//! PawPal - daily pet-care planner
//!
//! PawPal turns an owner's pets and care tasks into a conflict-free plan for
//! one day. Each task carries a duration, a priority, an optional preferred
//! time and a flexibility flag; the scheduler orders tasks with a strategy,
//! places them inside the owner's day window and time budget, resolves
//! overlaps and explains every decision.
//!
//! # Core Concepts
//!
//! - **Owner → Pet → Task**: a strict ownership tree; tasks refer back to
//!   their pet by id only
//! - **Inflexible tasks**: occupy their preferred slot or are left out with
//!   a reason
//! - **Strategies**: `priority_first` or `time_block_optimized`
//! - **Recurrence**: completing a daily/weekly/monthly task appends its next
//!   occurrence
//!
//! # Modules
//!
//! - [`domain`] - Owner, pet and task records, times and slots
//! - [`scheduler`] - Planning engine and conflict detection
//! - [`recurrence`] - Next-occurrence generation
//! - [`query`] - Task filters, sorting, overdue and conflict warnings
//! - [`export`] - Plan rendering as text, JSON or YAML
//! - [`household`] - YAML household file
//! - [`config`] - Configuration types and loading
//! - [`cli`] - Command-line interface

pub mod cli;
pub mod config;
pub mod domain;
pub mod error;
pub mod export;
pub mod household;
pub mod query;
pub mod recurrence;
pub mod scheduler;

// Re-export commonly used types
pub use config::Config;
pub use domain::{Frequency, Owner, Pet, PetId, Priority, Task, TaskId, TaskStatus, TaskUpdate, TimeOfDay, TimeSlot};
pub use error::{PlanError, RecordError, RecurrenceError};
pub use export::{ExportFormat, export_schedule};
pub use query::{StatusFilter, TaskFilter};
pub use recurrence::RecurrenceManager;
pub use scheduler::{
    Conflict, ConflictReport, DailyPlan, PlacementRule, PlanEntry, Preferences, ScheduleOutcome, Scheduler, Strategy,
    Unscheduled, UnscheduledReason, detect_conflicts,
};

○ ○ ○

_ABOUT THIS EXERCISE:_ Wherever the line holding "and conflict warnings" falls in the entries above, copy exactly from it through the line holding "pub use config::Config;", inclusive, and add nothing.

_TASK OUTPUT:_
//! - [`query`] - Task filters, sorting, overdue and conflict warnings
//! - [`export`] - Plan rendering as text, JSON or YAML
//! - [`household`] - YAML household file
//! - [`config`] - Configuration types and loading
//! - [`cli`] - Command-line interface

pub mod cli;
pub mod config;
pub mod domain;
pub mod error;
pub mod export;
pub mod household;
pub mod query;
pub mod recurrence;
pub mod scheduler;

// Re-export commonly used types
pub use config::Config;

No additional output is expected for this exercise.